Can anyone reccomend a sewer cable tracer without a sonde. Does that Navitrack brick with that round clamp work on a sewer cable?
I have a scout-just wondering.


----------



## Standard Drain (Feb 17, 2016)

I use the Navitrack Brick Transmitter. Typically if myself or the H/O is curious of the direction of the line while i'm snaking; I will just clamp it on to my snake cable.

Keep in mind you will need the Navitrack Brick AND the Inductive clamp accessory. Also, make sure to unplug your machine before you start.


----------



## SewerRatz (Apr 25, 2009)

Do you have one of the newer Ridgid Monitors? If so they have a ground lug on the unit that you can attach a transmitter to so you can trace the whole line.


----------



## KoleckeINC (Oct 22, 2011)

Thanks Standard! On my to do list. 

Ron, no fancy new equipment here. I still fix toilets and give senior discounts. I have a gen eye 3 b+w. 
Maybe one day I'll move out of the west side of Chicago. Then I can have nice things.


----------



## fixitright (Jan 5, 2012)

SewerRatz said:


> Do you have one of the newer Ridgid Monitors? If so they have a ground lug on the unit that you can attach a transmitter to so you can trace the whole line.



I need to know lots more about line tracing and locating.

Where's a good place to read up on it?


----------



## ToUtahNow (Jul 19, 2008)

I use my NaviTrack and a transmitter but use the leads to do a direct connect to the cable. I never thought to use my inductive clamp but I'm sure that would work too. In the old days with the Goldak PB44, that's how we use to tell where the cast iron stopped and the clay or ABS started.

Mark


----------



## Drain Pro (Nov 3, 2013)

fixitright said:


> I need to know lots more about line tracing and locating.
> 
> 
> 
> Where's a good place to read up on it?




Honestly, go to Ridgid's website and read the manuals for the Navitrak and line transmitters. There's good info there. 


Sent from my iPhone using Tapatalk


----------



## WashingtonPlung (Jul 25, 2016)

We use one of he older ridgid locators in the school district. Clamping directly onto the cable has been a huge time saver for us.


----------



## SewerRatz (Apr 25, 2009)

Drain Pro said:


> fixitright said:
> 
> 
> > I need to know lots more about line tracing and locating.
> ...


The manuals by Ridgid are very informative. Also check out ProtoTek's website. They make one of the best receivers I ever used. This page they have is very informative as well.

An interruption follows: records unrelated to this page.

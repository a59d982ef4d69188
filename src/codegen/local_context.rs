use std::collections::HashMap;

use crate::ir::Function;
use crate::types::{Field, Ty};

/// Frame-offset table for the function currently being compiled: every
/// visible name mapped to its type and byte position, plus the declared
/// return type for checking `return` forms.
#[derive(Clone)]
pub(crate) struct LocalContext {
    vars: HashMap<String, Field>,
    return_type: Ty,
}

impl LocalContext {
    pub(crate) fn for_function(func: &Function) -> LocalContext {
        let mut vars = HashMap::new();
        for param in &func.params {
            vars.insert(param.name.clone(), param.clone());
        }
        LocalContext {
            vars,
            return_type: func.return_type.clone(),
        }
    }

    pub(crate) fn get(&self, name: &str) -> Option<&Field> {
        self.vars.get(name)
    }

    pub(crate) fn add(&mut self, field: Field) {
        self.vars.insert(field.name.clone(), field);
    }

    pub(crate) fn return_type(&self) -> &Ty {
        &self.return_type
    }
}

http://prototek.net/locating/


----------



## SewerRatz (Apr 25, 2009)

fixitright said:


> I need to know lots more about line tracing and locating.
> 
> Where's a good place to read up on it?


Back in the 1970's when my father purchased his first transmitter and locater, there was no internet and no one around to really teach him how to properly locate. So he had us hid the transmitter in the downstairs flat, and he would hunt it down with the locater upstairs. He learned to find the "null" then the "peak" as well as how to tune out interference.


----------



## Roto-Rooter (Jan 31, 2015)

I have a line locator also but I find it will jump over on a gas line or telephone cable or water line. I have not been able to completely trust it.


----------



## Standard Drain (Feb 17, 2016)

Navitrack 5W Transmitter- 




Inductive Clamp- 





Agreed with Roto-Rooter. I typically only use these as the last resort. 90% of the time I just locate the sonde in the camera and pull/push 20 ft and trace that way.


----------



## Calrooter (Feb 7, 2017)

Signal will jump due to grounding of the building and direct contact of pipes.
Example: tracing a water line looks easy, but if electrician ground into the water pipes, and then cable guy ground into water pipe in one side and gas line in another, and a water pipe is touching a cast iron pipe, then you have a real nightmare hehehehe
Best way is to trust the meter more than the graphic in the screen (Ridgid). Takes a lot of practice and common sense....


----------